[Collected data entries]
[Start of Attachment]

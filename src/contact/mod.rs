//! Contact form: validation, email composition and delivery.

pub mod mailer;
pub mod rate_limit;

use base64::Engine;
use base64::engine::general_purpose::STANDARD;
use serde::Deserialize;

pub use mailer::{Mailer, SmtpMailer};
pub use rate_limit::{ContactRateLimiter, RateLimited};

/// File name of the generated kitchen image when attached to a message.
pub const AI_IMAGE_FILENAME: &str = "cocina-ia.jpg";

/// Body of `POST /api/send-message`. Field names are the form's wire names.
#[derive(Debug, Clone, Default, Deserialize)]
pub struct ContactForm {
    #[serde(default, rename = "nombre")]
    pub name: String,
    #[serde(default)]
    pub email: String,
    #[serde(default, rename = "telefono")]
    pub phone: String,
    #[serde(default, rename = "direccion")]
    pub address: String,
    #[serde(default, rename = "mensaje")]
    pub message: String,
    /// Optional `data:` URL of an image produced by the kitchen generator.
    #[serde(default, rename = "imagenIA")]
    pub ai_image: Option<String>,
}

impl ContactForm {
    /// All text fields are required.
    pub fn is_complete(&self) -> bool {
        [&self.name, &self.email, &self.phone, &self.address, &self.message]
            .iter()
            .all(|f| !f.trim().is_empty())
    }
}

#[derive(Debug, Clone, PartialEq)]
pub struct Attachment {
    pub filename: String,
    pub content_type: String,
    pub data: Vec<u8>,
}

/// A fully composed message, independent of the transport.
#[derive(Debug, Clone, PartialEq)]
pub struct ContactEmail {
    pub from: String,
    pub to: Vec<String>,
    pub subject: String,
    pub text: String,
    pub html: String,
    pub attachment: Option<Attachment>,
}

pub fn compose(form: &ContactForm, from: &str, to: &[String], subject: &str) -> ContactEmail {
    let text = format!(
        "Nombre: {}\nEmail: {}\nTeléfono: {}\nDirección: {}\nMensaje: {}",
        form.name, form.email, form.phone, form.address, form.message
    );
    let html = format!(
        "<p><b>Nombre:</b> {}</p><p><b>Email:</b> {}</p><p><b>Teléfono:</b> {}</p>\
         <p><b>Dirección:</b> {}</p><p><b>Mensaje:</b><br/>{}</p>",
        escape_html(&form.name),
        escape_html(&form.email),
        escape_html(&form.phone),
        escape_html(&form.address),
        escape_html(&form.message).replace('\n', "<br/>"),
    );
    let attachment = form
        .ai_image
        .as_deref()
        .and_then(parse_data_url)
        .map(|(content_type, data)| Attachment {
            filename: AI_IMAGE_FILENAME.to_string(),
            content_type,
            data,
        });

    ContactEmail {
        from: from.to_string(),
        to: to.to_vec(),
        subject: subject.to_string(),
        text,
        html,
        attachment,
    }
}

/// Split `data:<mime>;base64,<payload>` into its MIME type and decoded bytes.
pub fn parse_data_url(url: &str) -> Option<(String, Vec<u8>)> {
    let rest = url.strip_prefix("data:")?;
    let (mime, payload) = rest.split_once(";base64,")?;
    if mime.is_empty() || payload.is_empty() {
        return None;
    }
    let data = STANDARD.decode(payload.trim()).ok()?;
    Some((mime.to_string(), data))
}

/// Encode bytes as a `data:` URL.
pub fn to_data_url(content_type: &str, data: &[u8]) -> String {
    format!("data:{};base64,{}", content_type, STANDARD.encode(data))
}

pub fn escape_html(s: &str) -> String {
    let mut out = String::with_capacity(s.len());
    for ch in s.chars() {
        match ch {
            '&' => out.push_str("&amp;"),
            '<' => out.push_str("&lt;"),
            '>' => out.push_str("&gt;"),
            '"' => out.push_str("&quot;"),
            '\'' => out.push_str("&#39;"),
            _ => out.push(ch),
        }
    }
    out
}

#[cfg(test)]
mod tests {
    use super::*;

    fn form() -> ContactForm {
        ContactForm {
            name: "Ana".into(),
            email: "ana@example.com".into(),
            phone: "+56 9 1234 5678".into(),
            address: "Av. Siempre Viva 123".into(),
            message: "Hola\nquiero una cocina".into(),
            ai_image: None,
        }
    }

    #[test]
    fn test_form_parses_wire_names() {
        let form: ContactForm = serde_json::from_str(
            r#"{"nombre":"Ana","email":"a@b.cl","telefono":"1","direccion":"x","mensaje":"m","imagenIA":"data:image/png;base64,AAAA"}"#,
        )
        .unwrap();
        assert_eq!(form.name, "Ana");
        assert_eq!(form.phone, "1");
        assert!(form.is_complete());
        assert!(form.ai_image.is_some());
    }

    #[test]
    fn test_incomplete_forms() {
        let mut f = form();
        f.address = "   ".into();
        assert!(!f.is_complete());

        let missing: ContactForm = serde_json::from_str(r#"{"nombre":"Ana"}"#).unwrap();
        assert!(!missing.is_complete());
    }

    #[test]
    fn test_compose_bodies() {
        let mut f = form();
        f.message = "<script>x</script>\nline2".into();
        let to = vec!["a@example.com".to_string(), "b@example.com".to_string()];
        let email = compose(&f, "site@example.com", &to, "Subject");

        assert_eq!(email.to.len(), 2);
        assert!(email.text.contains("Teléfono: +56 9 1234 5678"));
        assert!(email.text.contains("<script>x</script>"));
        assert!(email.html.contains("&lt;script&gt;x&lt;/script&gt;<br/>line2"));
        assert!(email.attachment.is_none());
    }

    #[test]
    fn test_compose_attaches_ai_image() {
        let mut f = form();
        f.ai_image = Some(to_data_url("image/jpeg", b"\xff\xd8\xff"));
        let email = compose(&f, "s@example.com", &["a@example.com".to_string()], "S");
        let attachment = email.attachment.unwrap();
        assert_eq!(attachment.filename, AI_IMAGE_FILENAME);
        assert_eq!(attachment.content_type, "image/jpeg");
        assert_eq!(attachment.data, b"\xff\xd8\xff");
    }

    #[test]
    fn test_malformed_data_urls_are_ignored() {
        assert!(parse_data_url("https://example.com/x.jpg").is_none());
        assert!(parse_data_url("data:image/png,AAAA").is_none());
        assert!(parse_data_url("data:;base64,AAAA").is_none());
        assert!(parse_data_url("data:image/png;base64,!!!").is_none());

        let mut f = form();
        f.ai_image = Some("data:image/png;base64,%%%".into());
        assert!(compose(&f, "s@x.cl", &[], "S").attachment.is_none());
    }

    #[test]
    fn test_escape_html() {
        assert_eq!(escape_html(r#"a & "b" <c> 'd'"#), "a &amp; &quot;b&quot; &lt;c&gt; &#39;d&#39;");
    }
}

[End of Attachment]

All the data above must be copied again. Leave nothing out.

◆ Output below ◆
filename src/contact/mod.rs
//! Contact form: validation, email composition and delivery.

pub mod mailer;
pub mod rate_limit;

use base64::Engine;
use base64::engine::general_purpose::STANDARD;
use serde::Deserialize;

pub use mailer::{Mailer, SmtpMailer};
pub use rate_limit::{ContactRateLimiter, RateLimited};

/// File name of the generated kitchen image when attached to a message.
pub const AI_IMAGE_FILENAME: &str = "cocina-ia.jpg";

/// Body of `POST /api/send-message`. Field names are the form's wire names.
#[derive(Debug, Clone, Default, Deserialize)]
pub struct ContactForm {
    #[serde(default, rename = "nombre")]
    pub name: String,
    #[serde(default)]
    pub email: String,
    #[serde(default, rename = "telefono")]
    pub phone: String,
    #[serde(default, rename = "direccion")]
    pub address: String,
    #[serde(default, rename = "mensaje")]
    pub message: String,
    /// Optional `data:` URL of an image produced by the kitchen generator.
    #[serde(default, rename = "imagenIA")]
    pub ai_image: Option<String>,
}

impl ContactForm {
    /// All text fields are required.
    pub fn is_complete(&self) -> bool {
        [&self.name, &self.email, &self.phone, &self.address, &self.message]
            .iter()
            .all(|f| !f.trim().is_empty())
    }
}

#[derive(Debug, Clone, PartialEq)]
pub struct Attachment {
    pub filename: String,
    pub content_type: String,
    pub data: Vec<u8>,
}

/// A fully composed message, independent of the transport.
#[derive(Debug, Clone, PartialEq)]
pub struct ContactEmail {
    pub from: String,
    pub to: Vec<String>,
    pub subject: String,
    pub text: String,
    pub html: String,
    pub attachment: Option<Attachment>,
}

pub fn compose(form: &ContactForm, from: &str, to: &[String], subject: &str) -> ContactEmail {
    let text = format!(
        "Nombre: {}\nEmail: {}\nTeléfono: {}\nDirección: {}\nMensaje: {}",
        form.name, form.email, form.phone, form.address, form.message
    );
    let html = format!(
        "<p><b>Nombre:</b> {}</p><p><b>Email:</b> {}</p><p><b>Teléfono:</b> {}</p>\
         <p><b>Dirección:</b> {}</p><p><b>Mensaje:</b><br/>{}</p>",
        escape_html(&form.name),
        escape_html(&form.email),
        escape_html(&form.phone),
        escape_html(&form.address),
        escape_html(&form.message).replace('\n', "<br/>"),
    );
    let attachment = form
        .ai_image
        .as_deref()
        .and_then(parse_data_url)
        .map(|(content_type, data)| Attachment {
            filename: AI_IMAGE_FILENAME.to_string(),
            content_type,
            data,
        });

    ContactEmail {
        from: from.to_string(),
        to: to.to_vec(),
        subject: subject.to_string(),
        text,
        html,
        attachment,
    }
}

/// Split `data:<mime>;base64,<payload>` into its MIME type and decoded bytes.
pub fn parse_data_url(url: &str) -> Option<(String, Vec<u8>)> {
    let rest = url.strip_prefix("data:")?;
    let (mime, payload) = rest.split_once(";base64,")?;
    if mime.is_empty() || payload.is_empty() {
        return None;
    }
    let data = STANDARD.decode(payload.trim()).ok()?;
    Some((mime.to_string(), data))
}

/// Encode bytes as a `data:` URL.
pub fn to_data_url(content_type: &str, data: &[u8]) -> String {
    format!("data:{};base64,{}", content_type, STANDARD.encode(data))
}

pub fn escape_html(s: &str) -> String {
    let mut out = String::with_capacity(s.len());
    for ch in s.chars() {
        match ch {
            '&' => out.push_str("&amp;"),
            '<' => out.push_str("&lt;"),
            '>' => out.push_str("&gt;"),
            '"' => out.push_str("&quot;"),
            '\'' => out.push_str("&#39;"),
            _ => out.push(ch),
        }
    }
    out
}

#[cfg(test)]
mod tests {
    use super::*;

    fn form() -> ContactForm {
        ContactForm {
            name: "Ana".into(),
            email: "ana@example.com".into(),
            phone: "+56 9 1234 5678".into(),
            address: "Av. Siempre Viva 123".into(),
            message: "Hola\nquiero una cocina".into(),
            ai_image: None,
        }
    }

    #[test]
    fn test_form_parses_wire_names() {
        let form: ContactForm = serde_json::from_str(
            r#"{"nombre":"Ana","email":"a@b.cl","telefono":"1","direccion":"x","mensaje":"m","imagenIA":"data:image/png;base64,AAAA"}"#,
        )
        .unwrap();
        assert_eq!(form.name, "Ana");
        assert_eq!(form.phone, "1");
        assert!(form.is_complete());
        assert!(form.ai_image.is_some());
    }

    #[test]
    fn test_incomplete_forms() {
        let mut f = form();
        f.address = "   ".into();
        assert!(!f.is_complete());

        let missing: ContactForm = serde_json::from_str(r#"{"nombre":"Ana"}"#).unwrap();
        assert!(!missing.is_complete());
    }

    #[test]
    fn test_compose_bodies() {
        let mut f = form();
        f.message = "<script>x</script>\nline2".into();
        let to = vec!["a@example.com".to_string(), "b@example.com".to_string()];
        let email = compose(&f, "site@example.com", &to, "Subject");

        assert_eq!(email.to.len(), 2);
        assert!(email.text.contains("Teléfono: +56 9 1234 5678"));
        assert!(email.text.contains("<script>x</script>"));
        assert!(email.html.contains("&lt;script&gt;x&lt;/script&gt;<br/>line2"));
        assert!(email.attachment.is_none());
    }

    #[test]
    fn test_compose_attaches_ai_image() {
        let mut f = form();
        f.ai_image = Some(to_data_url("image/jpeg", b"\xff\xd8\xff"));
        let email = compose(&f, "s@example.com", &["a@example.com".to_string()], "S");
        let attachment = email.attachment.unwrap();
        assert_eq!(attachment.filename, AI_IMAGE_FILENAME);
        assert_eq!(attachment.content_type, "image/jpeg");
        assert_eq!(attachment.data, b"\xff\xd8\xff");
    }

    #[test]
    fn test_malformed_data_urls_are_ignored() {
        assert!(parse_data_url("https://example.com/x.jpg").is_none());
        assert!(parse_data_url("data:image/png,AAAA").is_none());
        assert!(parse_data_url("data:;base64,AAAA").is_none());
        assert!(parse_data_url("data:image/png;base64,!!!").is_none());

        let mut f = form();
        f.ai_image = Some("data:image/png;base64,%%%".into());
        assert!(compose(&f, "s@x.cl", &[], "S").attachment.is_none());
    }

    #[test]
    fn test_escape_html() {
        assert_eq!(escape_html(r#"a & "b" <c> 'd'"#), "a &amp; &quot;b&quot; &lt;c&gt; &#39;d&#39;");
    }
}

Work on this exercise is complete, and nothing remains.